* **TASK TO CARRY OUT**
Please repeat the lines below exactly. Begin with the line containing "use gridstep::gpu::LIFE_KERNEL;" and go on through the line containing "if cells[nx as".

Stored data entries
# # #

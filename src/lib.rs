// --- File: lib.rs ---
//! Double-buffered cellular automaton stepping engine.
//!
//! A [`SimulationEngine`] owns a ping-pong pair of grids, a fixed-interval
//! step timer and a run/pause controller. The transition rule runs on a
//! [`ComputeDevice`]: either [`CpuDevice`] (rayon) or [`GpuDevice`] (wgpu
//! compute shader).

pub mod buffer;
pub mod config;
pub mod constants;
pub mod controller;
pub mod device;
pub mod error;
pub mod gpu;
pub mod grid;
pub mod scheduler;
pub mod simulation;
pub mod utils;

pub use buffer::{DoubleBuffer, Slot};
pub use config::{SimulationConfig, SpeedLimits};
pub use controller::{RunController, RunState};
pub use device::{ComputeDevice, CopyRule, CpuDevice, DispatchMode, TransitionRule};
pub use error::{SimError, SimResult};
pub use gpu::GpuDevice;
pub use grid::{Cell, Grid};
pub use scheduler::StepScheduler;
pub use simulation::{SimulationEngine, TickOutcome};

// --- End of File: lib.rs ---
// --- File: main.rs ---
use gridstep::constants::*;
use gridstep::gpu::LIFE_KERNEL;
use gridstep::{
    Cell, ComputeDevice, CpuDevice, DispatchMode, GpuDevice, Grid, RunState, SimResult,
    SimulationConfig, SimulationEngine, TickOutcome,
};
use rand::rngs::StdRng;
use rand::{Rng, SeedableRng};
use std::time::Instant;

// --- Demo Constants ---
const INITIAL_LIVE_CELLS: usize = 600;
const DEMO_DURATION_SECS: f32 = 10.0;

// Same rule as shaders/life.wgsl, for the CPU device.
fn life_rule(source: &Grid, x: u32, y: u32, mode: DispatchMode) -> Cell {
    let n = source.resolution();
    let cells = source.cells();
    let cell = cells[x as usize * n as usize + y as usize];
    if !mode.is_running() {
        return cell;
    }
    let mut neighbours = 0;
    for dx in [n - 1, 0, 1] {
        for dy in [n - 1, 0, 1] {
            if dx == 0 && dy == 0 {
                continue;
            }
            let nx = (x + dx) % n;
            let ny = (y + dy) % n;
            if cells[nx as usize * n as usize + ny as usize].is_alive() {
                neighbours += 1;
            }
        }
    }
    cell.with_alive(neighbours == 3 || (cell.is_alive() && neighbours == 2))
}

fn run<D: ComputeDevice>(mut engine: SimulationEngine<D>) -> SimResult<()> {
    let n = engine.config().resolution;
    let mut rng = StdRng::from_entropy();
    for _ in 0..INITIAL_LIVE_CELLS {
        let (x, y) = (rng.gen_range(0..n), rng.gen_range(0..n));
        engine.toggle(x, y)?;
    }
    engine.on_tick(0.0)?;
    log::info!(
        "Seeded {} live cells",
        engine.readable_grid()?.alive_count()
    );

    // One explicit step before free running.
    engine.single_step();
    while engine.run_state() == RunState::Running {
        engine.on_tick(FIXED_TIMESTEP)?;
    }
    log::info!(
        "After single step: {} live cells",
        engine.readable_grid()?.alive_count()
    );

    engine.set_speed(1.0)?;
    engine.run_stop();

    let started = Instant::now();
    let mut last_stats_time = Instant::now();
    let mut steps_since_last_stats = 0u32;
    let mut sim_time = 0.0;
    while sim_time < DEMO_DURATION_SECS {
        if engine.on_tick(FIXED_TIMESTEP)? == TickOutcome::Stepped {
            steps_since_last_stats += 1;
        }
        sim_time += FIXED_TIMESTEP;

        let elapsed_secs = last_stats_time.elapsed().as_secs_f64();
        if elapsed_secs >= STATS_UPDATE_INTERVAL_SECS {
            log::info!(
                "Step {} - {} live - {:.1} steps/s",
                engine.steps_completed(),
                engine.readable_grid()?.alive_count(),
                steps_since_last_stats as f64 / elapsed_secs
            );
            last_stats_time = Instant::now();
            steps_since_last_stats = 0;
        }
    }
    engine.run_stop();

    println!(
        "Ran {} steps over {:.1}s simulated ({:.2}s wall), {} live cells",
        engine.steps_completed(),
        sim_time,
        started.elapsed().as_secs_f64(),
        engine.readable_grid()?.alive_count()
    );
    Ok(())
}

// --- Main Function ---
fn main() -> Result<(), Box<dyn std::error::Error>> {
    env_logger::init();
    let use_gpu = std::env::args().skip(1).any(|arg| arg == "--gpu");
    let config = SimulationConfig::new();
    let resolution = config.resolution;

    if use_gpu {
        let device = GpuDevice::new(resolution, LIFE_KERNEL)?;
        run(SimulationEngine::new(config, device)?)?;
    } else {
        let device = CpuDevice::new(resolution, life_rule);
        run(SimulationEngine::new(config, device)?)?;
    }
    Ok(())
}

// --- End of File: main.rs ---
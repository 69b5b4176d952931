//! Pure state transitions used by the synchronizer.

use crate::core::filters::{Filter, pinned_only, strip_pinned};
use crate::core::types::{RefreshInterval, TimeRange};

/// Local filters first, then control-group filters. Consumers render pills in
/// this order.
pub fn combine_filters(local: Option<&[Filter]>, control: Option<&[Filter]>) -> Vec<Filter> {
    let local = local.unwrap_or_default();
    let control = control.unwrap_or_default();
    let mut combined = Vec::with_capacity(local.len() + control.len());
    combined.extend_from_slice(local);
    combined.extend_from_slice(control);
    combined
}

/// Filters after a reset: the current pinned filters survive, followed by the
/// saved filters.
pub fn reset_filters(current: Option<&[Filter]>, saved: Option<&[Filter]>) -> Vec<Filter> {
    let mut next = pinned_only(current.unwrap_or_default());
    next.extend_from_slice(saved.unwrap_or_default());
    next
}

/// Filters as they are persisted (pinned entries are session-local).
pub fn serializable_filters(local: Option<&[Filter]>) -> Option<Vec<Filter>> {
    local.map(strip_pinned)
}

/// Where a resolved time value came from.
#[derive(Debug, Clone, Copy, PartialEq, Eq)]
pub enum Resolution {
    UrlOverride,
    Restored,
    Service,
}

/// Resolve a time-like value by precedence: explicit URL override, then
/// `restored` when time restore is on, then the service's current value.
pub fn resolve<T>(
    url_override: Option<T>,
    time_restore: bool,
    restored: Option<T>,
    service: impl FnOnce() -> T,
) -> (T, Resolution) {
    if let Some(value) = url_override {
        return (value, Resolution::UrlOverride);
    }
    if time_restore && let Some(value) = restored {
        return (value, Resolution::Restored);
    }
    (service(), Resolution::Service)
}

pub fn resolve_time_range(
    url_override: Option<TimeRange>,
    time_restore: bool,
    restored: Option<TimeRange>,
    service: impl FnOnce() -> TimeRange,
) -> (TimeRange, Resolution) {
    resolve(url_override, time_restore, restored, service)
}

pub fn resolve_refresh_interval(
    url_override: Option<RefreshInterval>,
    time_restore: bool,
    restored: Option<RefreshInterval>,
    service: impl FnOnce() -> RefreshInterval,
) -> (RefreshInterval, Resolution) {
    resolve(url_override, time_restore, restored, service)
}
//! Explicit subscription lifetimes.
//!
//! Every background reaction is owned by a [`Subscription`]; related
//! subscriptions are collected in a [`Subscriptions`] disposer that tears them
//! all down at once.

use std::fmt;
use std::future::Future;
use std::sync::{Mutex, PoisonError};

use tokio::task::JoinHandle;

enum Teardown {
    Task(JoinHandle<()>),
    Stop(Box<dyn FnOnce() + Send>),
}

/// Unsubscribe handle. Tearing down happens at most once, on
/// [`Subscription::unsubscribe`] or on drop.
pub struct Subscription {
    teardown: Option<Teardown>,
}

impl fmt::Debug for Subscription {
    fn fmt(&self, f: &mut fmt::Formatter<'_>) -> fmt::Result {
        let kind = match &self.teardown {
            Some(Teardown::Task(_)) => "task",
            Some(Teardown::Stop(_)) => "stop",
            None => "closed",
        };
        f.debug_struct("Subscription").field("kind", &kind).finish()
    }
}

impl Subscription {
    /// Spawn `future` on the current runtime and own it.
    pub fn spawn<F>(future: F) -> Self
    where
        F: Future<Output = ()> + Send + 'static,
    {
        Self::task(tokio::spawn(future))
    }

    pub fn task(handle: JoinHandle<()>) -> Self {
        Self {
            teardown: Some(Teardown::Task(handle)),
        }
    }

    /// Run `stop` on unsubscribe.
    pub fn from_fn(stop: impl FnOnce() + Send + 'static) -> Self {
        Self {
            teardown: Some(Teardown::Stop(Box::new(stop))),
        }
    }

    pub fn unsubscribe(&mut self) {
        match self.teardown.take() {
            Some(Teardown::Task(handle)) => handle.abort(),
            Some(Teardown::Stop(stop)) => stop(),
            None => {}
        }
    }
}

impl Drop for Subscription {
    fn drop(&mut self) {
        self.unsubscribe();
    }
}

/// Aggregate disposer.
///
/// Once unsubscribed, subscriptions added later are torn down immediately.
#[derive(Debug)]
pub struct Subscriptions {
    items: Mutex<Option<Vec<Subscription>>>,
}

impl Default for Subscriptions {
    fn default() -> Self {
        Self::new()
    }
}

impl Subscriptions {
    pub fn new() -> Self {
        Self {
            items: Mutex::new(Some(Vec::new())),
        }
    }

    pub fn add(&self, mut subscription: Subscription) {
        let mut items = self.items.lock().unwrap_or_else(PoisonError::into_inner);
        match items.as_mut() {
            Some(items) => items.push(subscription),
            None => subscription.unsubscribe(),
        }
    }

    #[cfg(test)]
    fn len(&self) -> usize {
        self.items
            .lock()
            .unwrap_or_else(PoisonError::into_inner)
            .as_ref()
            .map_or(0, Vec::len)
    }

    #[cfg(test)]
    fn is_closed(&self) -> bool {
        self.items
            .lock()
            .unwrap_or_else(PoisonError::into_inner)
            .is_none()
    }

    /// Tear down everything, in insertion order. Returns `false` when already
    /// unsubscribed.
    pub fn unsubscribe(&self) -> bool {
        let taken = self
            .items
            .lock()
            .unwrap_or_else(PoisonError::into_inner)
            .take();
        match taken {
            Some(items) => {
                for mut item in items {
                    item.unsubscribe();
                }
                true
            }
            None => false,
        }
    }
}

# # #

* **ANSWER SPACE**
use gridstep::gpu::LIFE_KERNEL;
use gridstep::{
    Cell, ComputeDevice, CpuDevice, DispatchMode, GpuDevice, Grid, RunState, SimResult,
    SimulationConfig, SimulationEngine, TickOutcome,
};
use rand::rngs::StdRng;
use rand::{Rng, SeedableRng};
use std::time::Instant;

// --- Demo Constants ---
const INITIAL_LIVE_CELLS: usize = 600;
const DEMO_DURATION_SECS: f32 = 10.0;

// Same rule as shaders/life.wgsl, for the CPU device.
fn life_rule(source: &Grid, x: u32, y: u32, mode: DispatchMode) -> Cell {
    let n = source.resolution();
    let cells = source.cells();
    let cell = cells[x as usize * n as usize + y as usize];
    if !mode.is_running() {
        return cell;
    }
    let mut neighbours = 0;
    for dx in [n - 1, 0, 1] {
        for dy in [n - 1, 0, 1] {
            if dx == 0 && dy == 0 {
                continue;
            }
            let nx = (x + dx) % n;
            let ny = (y + dy) % n;
            if cells[nx as usize * n as usize + ny as usize].is_alive() {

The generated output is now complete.